Work instructions> Among the entries below, tally each line in which the word "SchedulerConfig" is found, then state the tally alone.

Material for this task Block Start

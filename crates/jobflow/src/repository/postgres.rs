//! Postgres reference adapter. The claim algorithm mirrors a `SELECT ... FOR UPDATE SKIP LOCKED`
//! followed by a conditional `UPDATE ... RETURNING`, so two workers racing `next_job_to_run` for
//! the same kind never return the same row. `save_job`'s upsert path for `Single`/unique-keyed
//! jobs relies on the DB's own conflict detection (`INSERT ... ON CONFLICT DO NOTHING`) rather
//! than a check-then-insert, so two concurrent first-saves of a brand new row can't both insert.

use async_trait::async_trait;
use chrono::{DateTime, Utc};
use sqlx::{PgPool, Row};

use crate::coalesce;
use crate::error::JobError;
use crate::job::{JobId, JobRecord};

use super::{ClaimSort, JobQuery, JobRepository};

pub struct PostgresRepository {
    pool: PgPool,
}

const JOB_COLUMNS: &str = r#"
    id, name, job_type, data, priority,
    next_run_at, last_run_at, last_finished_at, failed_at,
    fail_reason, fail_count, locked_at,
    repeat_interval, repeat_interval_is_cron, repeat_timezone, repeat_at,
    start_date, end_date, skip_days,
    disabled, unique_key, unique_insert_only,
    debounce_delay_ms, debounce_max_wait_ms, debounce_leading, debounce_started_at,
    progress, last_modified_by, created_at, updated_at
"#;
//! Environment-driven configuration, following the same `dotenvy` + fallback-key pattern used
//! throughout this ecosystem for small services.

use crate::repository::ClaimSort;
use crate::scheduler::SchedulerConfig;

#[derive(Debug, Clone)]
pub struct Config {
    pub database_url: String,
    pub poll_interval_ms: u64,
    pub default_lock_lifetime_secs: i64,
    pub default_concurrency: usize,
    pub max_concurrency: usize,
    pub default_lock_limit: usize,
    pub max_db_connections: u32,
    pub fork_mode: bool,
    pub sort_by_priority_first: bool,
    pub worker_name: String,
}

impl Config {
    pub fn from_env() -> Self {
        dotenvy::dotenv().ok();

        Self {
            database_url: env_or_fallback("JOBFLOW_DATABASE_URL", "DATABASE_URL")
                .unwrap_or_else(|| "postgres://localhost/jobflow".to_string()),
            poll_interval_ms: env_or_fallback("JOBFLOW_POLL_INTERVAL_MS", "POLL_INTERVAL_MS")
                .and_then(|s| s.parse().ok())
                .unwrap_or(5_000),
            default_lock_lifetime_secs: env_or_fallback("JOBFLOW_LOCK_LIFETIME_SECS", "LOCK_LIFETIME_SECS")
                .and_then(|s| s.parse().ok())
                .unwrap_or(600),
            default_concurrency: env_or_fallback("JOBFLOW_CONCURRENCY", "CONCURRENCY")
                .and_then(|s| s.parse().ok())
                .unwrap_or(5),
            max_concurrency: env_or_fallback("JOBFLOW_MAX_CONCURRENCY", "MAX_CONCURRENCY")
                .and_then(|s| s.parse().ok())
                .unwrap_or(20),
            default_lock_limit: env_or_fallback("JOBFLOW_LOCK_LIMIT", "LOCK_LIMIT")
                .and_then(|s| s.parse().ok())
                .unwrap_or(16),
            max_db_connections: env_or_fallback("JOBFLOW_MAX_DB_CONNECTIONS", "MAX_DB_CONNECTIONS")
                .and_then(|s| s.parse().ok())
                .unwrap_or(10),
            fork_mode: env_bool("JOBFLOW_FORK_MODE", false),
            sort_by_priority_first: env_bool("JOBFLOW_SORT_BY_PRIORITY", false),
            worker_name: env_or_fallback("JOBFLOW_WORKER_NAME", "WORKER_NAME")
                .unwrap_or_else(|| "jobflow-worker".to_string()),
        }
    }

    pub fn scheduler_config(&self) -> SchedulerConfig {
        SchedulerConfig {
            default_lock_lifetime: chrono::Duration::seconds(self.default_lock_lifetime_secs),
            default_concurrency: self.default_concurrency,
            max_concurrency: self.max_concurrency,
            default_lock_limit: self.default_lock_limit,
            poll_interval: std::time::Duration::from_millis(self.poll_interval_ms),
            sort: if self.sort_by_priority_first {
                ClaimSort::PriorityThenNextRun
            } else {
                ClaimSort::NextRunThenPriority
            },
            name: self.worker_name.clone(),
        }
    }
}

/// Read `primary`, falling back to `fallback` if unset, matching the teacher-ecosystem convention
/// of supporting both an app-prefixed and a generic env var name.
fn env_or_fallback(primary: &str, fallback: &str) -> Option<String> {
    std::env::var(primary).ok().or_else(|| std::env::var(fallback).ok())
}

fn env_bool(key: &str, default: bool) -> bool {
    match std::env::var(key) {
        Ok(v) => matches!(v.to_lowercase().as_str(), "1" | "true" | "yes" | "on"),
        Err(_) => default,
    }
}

Material for this task Block End

Task response> 3